The first record I found mentioning him was a newspaper clipping from the Eastern Mail in January 1862. He was released in a prisoner exchange with the Confederacy. He had been assumed dead from being hit by a cannonball during the first Battle of Bull Run (which took place in July 1861 – he was a prisoner for six months).
The next record I have for him is him filing a marriage license to marry his stepsister Sarah (Sally) McKenney on February 19, 1862. He would have been back in Maine for less than a month. He was around 21. She was around 15. I like to think that maybe she wrote to him while he was away at the war, and her letters were the ones she liked best. ![]()
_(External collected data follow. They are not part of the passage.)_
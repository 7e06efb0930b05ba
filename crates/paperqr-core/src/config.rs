use serde::{Deserialize, Serialize};
use std::path::{Path, PathBuf};

use paperqr_pages::MAX_PAGE_COUNT;

use crate::error::{PaperError, PaperResult};

/// Top-level configuration (loaded from paperqr.toml)
#[derive(Debug, Clone, Default, Serialize, Deserialize)]
#[serde(default)]
pub struct PaperConfig {
    pub output: OutputConfig,
    pub compression: CompressionConfig,
    pub barcode: BarcodeConfig,
    pub scan: ScanConfig,
    pub log: LogConfig,
}

#[derive(Debug, Clone, Serialize, Deserialize)]
#[serde(default)]
pub struct OutputConfig {
    /// Refuse to encode into more pages than this (0 = protocol maximum)
    pub max_pages: usize,
    /// Directory page images are written to
    pub directory: PathBuf,
    /// File name prefix for page images: `<prefix>-001.png`, ...
    pub file_prefix: String,
}

#[derive(Debug, Clone, Serialize, Deserialize)]
#[serde(default)]
pub struct CompressionConfig {
    /// zstd compression level (default: 19)
    pub level: i32,
}

/// External QR programs. Both read from stdin and write to stdout.
#[derive(Debug, Clone, Serialize, Deserialize)]
#[serde(default)]
pub struct BarcodeConfig {
    pub render_program: String,
    pub render_args: Vec<String>,
    pub scan_program: String,
    pub scan_args: Vec<String>,
    /// Extension of rendered image files
    pub image_extension: String,
}

#[derive(Debug, Clone, Default, Serialize, Deserialize)]
#[serde(default)]
pub struct ScanConfig {
    /// Page-scan worker count (0 = cpu_count)
    pub workers: usize,
}

#[derive(Debug, Clone, Serialize, Deserialize)]
#[serde(default)]
pub struct LogConfig {
    /// Log level (default: info)
    pub level: String,
    pub format: LogFormat,
}

#[derive(Debug, Clone, Copy, Default, PartialEq, Eq, Serialize, Deserialize)]
#[serde(rename_all = "lowercase")]
pub enum LogFormat {
    #[default]
    Text,
    Json,
}

impl OutputConfig {
    /// `max_pages` with `0` mapped to the protocol ceiling.
    pub fn effective_max_pages(&self) -> usize {
        match self.max_pages {
            0 => MAX_PAGE_COUNT,
            n => n.min(MAX_PAGE_COUNT),
        }
    }
}

impl Default for OutputConfig {
    fn default() -> Self {
        Self {
            max_pages: 10,
            directory: PathBuf::from("."),
            file_prefix: "page".into(),
        }
    }
}

impl Default for CompressionConfig {
    fn default() -> Self {
        Self { level: 19 }
    }
}

impl Default for BarcodeConfig {
    fn default() -> Self {
        Self {
            render_program: "qrencode".into(),
            render_args: ["--8bit", "--level=L", "--output=-", "--dpi=300", "--size=10"]
                .map(String::from)
                .to_vec(),
            scan_program: "zbarimg".into(),
            scan_args: ["--raw", "--oneshot", "--set=binary", "-"]
                .map(String::from)
                .to_vec(),
            image_extension: "png".into(),
        }
    }
}

impl Default for LogConfig {
    fn default() -> Self {
        Self {
            level: "info".into(),
            format: LogFormat::Text,
        }
    }
}

impl PaperConfig {
    /// Parse `path`, or `None` if there is no file there.
    ///
    /// The caller decides how to report falling back to defaults, typically
    /// after installing a subscriber from the loaded `[log]` section.
    pub fn read(path: &Path) -> PaperResult<Option<Self>> {
        if !path.exists() {
            return Ok(None);
        }
        let content = std::fs::read_to_string(path)
            .map_err(|e| PaperError::Config(format!("reading config {}: {e}", path.display())))?;
        toml::from_str(&content)
            .map(Some)
            .map_err(|e| PaperError::Config(format!("parsing config {}: {e}", path.display())))
    }
}

#[cfg(test)]
mod tests {
    use super::*;

    #[test]
    fn test_parse_full_config() {
        let toml_str = r#"
[output]
max_pages = 25
directory = "/tmp/backup"
file_prefix = "vault"

[compression]
level = 3

[barcode]
render_program = "/usr/local/bin/qrencode"
render_args = ["--8bit", "--output=-"]
scan_program = "zbarimg"
scan_args = ["--raw", "-"]
image_extension = "png"

[scan]
workers = 8

[log]
level = "debug"
format = "json"
"#;
        let config: PaperConfig = toml::from_str(toml_str).unwrap();

        assert_eq!(config.output.max_pages, 25);
        assert_eq!(config.output.directory, PathBuf::from("/tmp/backup"));
        assert_eq!(config.output.file_prefix, "vault");
        assert_eq!(config.compression.level, 3);
        assert_eq!(config.barcode.render_program, "/usr/local/bin/qrencode");
        assert_eq!(config.barcode.render_args, vec!["--8bit", "--output=-"]);
        assert_eq!(config.scan.workers, 8);
        assert_eq!(config.log.level, "debug");
        assert_eq!(config.log.format, LogFormat::Json);
    }

    #[test]
    fn test_parse_defaults() {
        let config: PaperConfig = toml::from_str("").unwrap();

        assert_eq!(config.output.max_pages, 10);
        assert_eq!(config.output.directory, PathBuf::from("."));
        assert_eq!(config.compression.level, 19);
        assert_eq!(config.barcode.render_program, "qrencode");
        assert_eq!(config.barcode.scan_program, "zbarimg");
        assert_eq!(config.scan.workers, 0);
        assert_eq!(config.log.format, LogFormat::Text);
    }

    #[test]
    fn test_parse_partial_config() {
        let toml_str = r#"
[output]
max_pages = 0
"#;
        let config: PaperConfig = toml::from_str(toml_str).unwrap();

        // Overridden
        assert_eq!(config.output.max_pages, 0);
        // Defaults
        assert_eq!(config.output.file_prefix, "page");
        assert_eq!(config.log.level, "info");
    }

    #[test]
    fn test_effective_max_pages() {
        let mut output = OutputConfig::default();
        assert_eq!(output.effective_max_pages(), 10);

        output.max_pages = 0;
        assert_eq!(output.effective_max_pages(), MAX_PAGE_COUNT);

        output.max_pages = 10_000;
        assert_eq!(output.effective_max_pages(), MAX_PAGE_COUNT);
    }

    #[test]
    fn test_serialize_roundtrip() {
        let config = PaperConfig::default();
        let toml_str = toml::to_string(&config).unwrap();
        let parsed: PaperConfig = toml::from_str(&toml_str).unwrap();

        assert_eq!(config.output.directory, parsed.output.directory);
        assert_eq!(config.barcode.scan_args, parsed.barcode.scan_args);
        assert_eq!(config.log.format, parsed.log.format);
    }

    #[test]
    fn test_read_missing_file_is_none() {
        let tmp = tempfile::TempDir::new().unwrap();
        assert!(PaperConfig::read(&tmp.path().join("absent.toml"))
            .unwrap()
            .is_none());
    }

    #[test]
    fn test_read_existing_file() {
        let tmp = tempfile::TempDir::new().unwrap();
        let path = tmp.path().join("paperqr.toml");
        std::fs::write(&path, "[log]\nlevel = \"debug\"\n").unwrap();

        let config = PaperConfig::read(&path).unwrap().unwrap();
        assert_eq!(config.log.level, "debug");
    }

    #[test]
    fn test_read_invalid_file() {
        let tmp = tempfile::TempDir::new().unwrap();
        let path = tmp.path().join("paperqr.toml");
        std::fs::write(&path, "[output\nmax_pages = ").unwrap();

        assert!(matches!(PaperConfig::read(&path), Err(PaperError::Config(_))));
    }
}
Someone apparently talked him out of this engagement, or he was a bit fickle, because in March 1862 he married Frances Cobb. Frances was the younger sister of Rhoda Cobb, the wife of Charles’ brother William Preston. William had only married Rhoda on February 16, 1862 (Charles’ most have been stricken by the benefits of marriage – and decided to get married to someone/anyone).
Life seems to give Charles’ a quiet few months until October 1862. He takes a trip out on a boat with his wife, her younger brother and sister, her niece, and his younger brother Benjamin (my 3rd great grandfather). Charles’ accidentally crashed the boat, killing himself and all his passengers save for Benjamin. The accident and inquest was featured in all the newspapers in Maine, where Benjamin at 12 years old had to testify what happen. 
Charles’ short life was one of many traumatic incidents visited on the Preston family. His brother Alphonso died the following year. One of his other brothers, my ancestor Benjamin, only lived to be 27. Sometimes there is so much trauma visited on a family, it creates a block in family research. It is too painful to talk or write about the family which leads to information and stories not being passed on. Charles’ life, by all account should be memorable. Soldier. Prisoner of War. Twice-engaged in a month. For one year his life was something out a novel, and the only thing remaining is a few documents placed together to show a glimpse of it.